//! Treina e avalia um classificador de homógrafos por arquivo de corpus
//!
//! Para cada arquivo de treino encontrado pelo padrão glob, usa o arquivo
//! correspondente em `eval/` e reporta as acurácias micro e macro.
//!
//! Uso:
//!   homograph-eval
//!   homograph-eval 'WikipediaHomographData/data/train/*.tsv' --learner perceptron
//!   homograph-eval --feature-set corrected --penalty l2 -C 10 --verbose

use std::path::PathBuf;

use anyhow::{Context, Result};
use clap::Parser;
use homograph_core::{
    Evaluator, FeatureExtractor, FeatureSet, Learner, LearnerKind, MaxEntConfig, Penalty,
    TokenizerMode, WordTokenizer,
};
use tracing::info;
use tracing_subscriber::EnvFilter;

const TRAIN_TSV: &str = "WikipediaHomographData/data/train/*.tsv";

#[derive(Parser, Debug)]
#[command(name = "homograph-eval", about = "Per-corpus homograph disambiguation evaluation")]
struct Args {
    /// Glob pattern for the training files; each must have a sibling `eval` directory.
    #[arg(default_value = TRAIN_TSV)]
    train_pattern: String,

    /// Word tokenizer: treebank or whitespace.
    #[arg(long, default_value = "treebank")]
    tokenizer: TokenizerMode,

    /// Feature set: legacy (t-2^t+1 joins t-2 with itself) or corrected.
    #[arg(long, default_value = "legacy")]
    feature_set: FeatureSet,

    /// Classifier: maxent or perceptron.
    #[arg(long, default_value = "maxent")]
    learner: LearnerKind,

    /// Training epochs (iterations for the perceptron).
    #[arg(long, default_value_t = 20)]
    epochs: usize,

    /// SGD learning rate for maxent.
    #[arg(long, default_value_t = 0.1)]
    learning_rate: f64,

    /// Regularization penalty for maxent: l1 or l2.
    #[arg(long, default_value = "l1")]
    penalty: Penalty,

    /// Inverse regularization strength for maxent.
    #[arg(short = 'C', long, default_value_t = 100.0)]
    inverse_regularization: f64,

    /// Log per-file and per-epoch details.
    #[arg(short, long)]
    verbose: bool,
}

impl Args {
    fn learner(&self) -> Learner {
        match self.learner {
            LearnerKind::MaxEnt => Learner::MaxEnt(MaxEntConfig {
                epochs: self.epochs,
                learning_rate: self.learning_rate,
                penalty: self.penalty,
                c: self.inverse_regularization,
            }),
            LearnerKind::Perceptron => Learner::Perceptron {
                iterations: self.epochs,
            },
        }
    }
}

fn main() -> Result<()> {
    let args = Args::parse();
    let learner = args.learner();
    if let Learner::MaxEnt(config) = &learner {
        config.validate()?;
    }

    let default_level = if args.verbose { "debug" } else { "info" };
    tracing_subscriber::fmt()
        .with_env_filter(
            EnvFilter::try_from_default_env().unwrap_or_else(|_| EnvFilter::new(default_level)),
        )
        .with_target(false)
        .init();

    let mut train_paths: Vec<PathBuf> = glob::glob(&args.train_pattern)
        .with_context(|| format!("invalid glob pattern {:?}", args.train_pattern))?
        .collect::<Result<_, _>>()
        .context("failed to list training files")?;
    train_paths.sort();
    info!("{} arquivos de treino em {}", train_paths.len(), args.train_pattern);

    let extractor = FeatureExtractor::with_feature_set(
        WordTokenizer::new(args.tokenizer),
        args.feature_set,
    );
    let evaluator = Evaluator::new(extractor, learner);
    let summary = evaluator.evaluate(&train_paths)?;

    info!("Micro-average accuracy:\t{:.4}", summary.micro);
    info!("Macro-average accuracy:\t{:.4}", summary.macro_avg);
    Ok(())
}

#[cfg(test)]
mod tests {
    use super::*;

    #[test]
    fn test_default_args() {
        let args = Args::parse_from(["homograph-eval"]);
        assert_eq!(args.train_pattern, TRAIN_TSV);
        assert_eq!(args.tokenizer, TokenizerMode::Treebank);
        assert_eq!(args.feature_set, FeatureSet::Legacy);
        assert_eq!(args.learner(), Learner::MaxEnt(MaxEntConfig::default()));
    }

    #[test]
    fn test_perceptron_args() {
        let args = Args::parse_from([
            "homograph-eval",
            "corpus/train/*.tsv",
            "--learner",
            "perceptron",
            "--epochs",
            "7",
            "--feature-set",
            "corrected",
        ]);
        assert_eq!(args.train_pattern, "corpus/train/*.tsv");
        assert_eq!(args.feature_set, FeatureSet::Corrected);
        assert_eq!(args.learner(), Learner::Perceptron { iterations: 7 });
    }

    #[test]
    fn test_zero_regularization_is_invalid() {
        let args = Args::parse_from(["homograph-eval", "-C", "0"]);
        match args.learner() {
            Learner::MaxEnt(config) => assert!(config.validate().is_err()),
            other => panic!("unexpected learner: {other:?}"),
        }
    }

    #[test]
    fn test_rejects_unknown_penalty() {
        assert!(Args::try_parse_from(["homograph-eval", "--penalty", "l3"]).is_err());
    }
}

*Task*.
A full, exact copy of the entries is required. Return it.

*Solution for this task*.
//! Treina e avalia um classificador de homógrafos por arquivo de corpus
//!
//! Para cada arquivo de treino encontrado pelo padrão glob, usa o arquivo
//! correspondente em `eval/` e reporta as acurácias micro e macro.
//!
//! Uso:
//!   homograph-eval
//!   homograph-eval 'WikipediaHomographData/data/train/*.tsv' --learner perceptron
//!   homograph-eval --feature-set corrected --penalty l2 -C 10 --verbose

use std::path::PathBuf;

use anyhow::{Context, Result};
use clap::Parser;
use homograph_core::{
    Evaluator, FeatureExtractor, FeatureSet, Learner, LearnerKind, MaxEntConfig, Penalty,
    TokenizerMode, WordTokenizer,
};
use tracing::info;
use tracing_subscriber::EnvFilter;

const TRAIN_TSV: &str = "WikipediaHomographData/data/train/*.tsv";

#[derive(Parser, Debug)]
#[command(name = "homograph-eval", about = "Per-corpus homograph disambiguation evaluation")]
struct Args {
    /// Glob pattern for the training files; each must have a sibling `eval` directory.
    #[arg(default_value = TRAIN_TSV)]
    train_pattern: String,

    /// Word tokenizer: treebank or whitespace.
    #[arg(long, default_value = "treebank")]
    tokenizer: TokenizerMode,

    /// Feature set: legacy (t-2^t+1 joins t-2 with itself) or corrected.
    #[arg(long, default_value = "legacy")]
    feature_set: FeatureSet,

    /// Classifier: maxent or perceptron.
    #[arg(long, default_value = "maxent")]
    learner: LearnerKind,

    /// Training epochs (iterations for the perceptron).
    #[arg(long, default_value_t = 20)]
    epochs: usize,

    /// SGD learning rate for maxent.
    #[arg(long, default_value_t = 0.1)]
    learning_rate: f64,

    /// Regularization penalty for maxent: l1 or l2.
    #[arg(long, default_value = "l1")]
    penalty: Penalty,

    /// Inverse regularization strength for maxent.
    #[arg(short = 'C', long, default_value_t = 100.0)]
    inverse_regularization: f64,

    /// Log per-file and per-epoch details.
    #[arg(short, long)]
    verbose: bool,
}

impl Args {
    fn learner(&self) -> Learner {
        match self.learner {
            LearnerKind::MaxEnt => Learner::MaxEnt(MaxEntConfig {
                epochs: self.epochs,
                learning_rate: self.learning_rate,
                penalty: self.penalty,
                c: self.inverse_regularization,
            }),
            LearnerKind::Perceptron => Learner::Perceptron {
                iterations: self.epochs,
            },
        }
    }
}

fn main() -> Result<()> {
    let args = Args::parse();
    let learner = args.learner();
    if let Learner::MaxEnt(config) = &learner {
        config.validate()?;
    }

    let default_level = if args.verbose { "debug" } else { "info" };
    tracing_subscriber::fmt()
        .with_env_filter(
            EnvFilter::try_from_default_env().unwrap_or_else(|_| EnvFilter::new(default_level)),
        )
        .with_target(false)
        .init();

    let mut train_paths: Vec<PathBuf> = glob::glob(&args.train_pattern)
        .with_context(|| format!("invalid glob pattern {:?}", args.train_pattern))?
        .collect::<Result<_, _>>()
        .context("failed to list training files")?;
    train_paths.sort();
    info!("{} arquivos de treino em {}", train_paths.len(), args.train_pattern);

    let extractor = FeatureExtractor::with_feature_set(
        WordTokenizer::new(args.tokenizer),
        args.feature_set,
    );
    let evaluator = Evaluator::new(extractor, learner);
    let summary = evaluator.evaluate(&train_paths)?;

    info!("Micro-average accuracy:\t{:.4}", summary.micro);
    info!("Macro-average accuracy:\t{:.4}", summary.macro_avg);
    Ok(())
}

#[cfg(test)]
mod tests {
    use super::*;

    #[test]
    fn test_default_args() {
        let args = Args::parse_from(["homograph-eval"]);
        assert_eq!(args.train_pattern, TRAIN_TSV);
        assert_eq!(args.tokenizer, TokenizerMode::Treebank);
        assert_eq!(args.feature_set, FeatureSet::Legacy);
        assert_eq!(args.learner(), Learner::MaxEnt(MaxEntConfig::default()));
    }

    #[test]
    fn test_perceptron_args() {
        let args = Args::parse_from([
            "homograph-eval",
            "corpus/train/*.tsv",
            "--learner",
            "perceptron",
            "--epochs",
            "7",
            "--feature-set",
            "corrected",
        ]);
        assert_eq!(args.train_pattern, "corpus/train/*.tsv");
        assert_eq!(args.feature_set, FeatureSet::Corrected);
        assert_eq!(args.learner(), Learner::Perceptron { iterations: 7 });
    }

    #[test]
    fn test_zero_regularization_is_invalid() {
        let args = Args::parse_from(["homograph-eval", "-C", "0"]);
        match args.learner() {
            Learner::MaxEnt(config) => assert!(config.validate().is_err()),
            other => panic!("unexpected learner: {other:?}"),
        }
    }

    #[test]
    fn test_rejects_unknown_penalty() {
        assert!(Args::try_parse_from(["homograph-eval", "--penalty", "l3"]).is_err());
    }
}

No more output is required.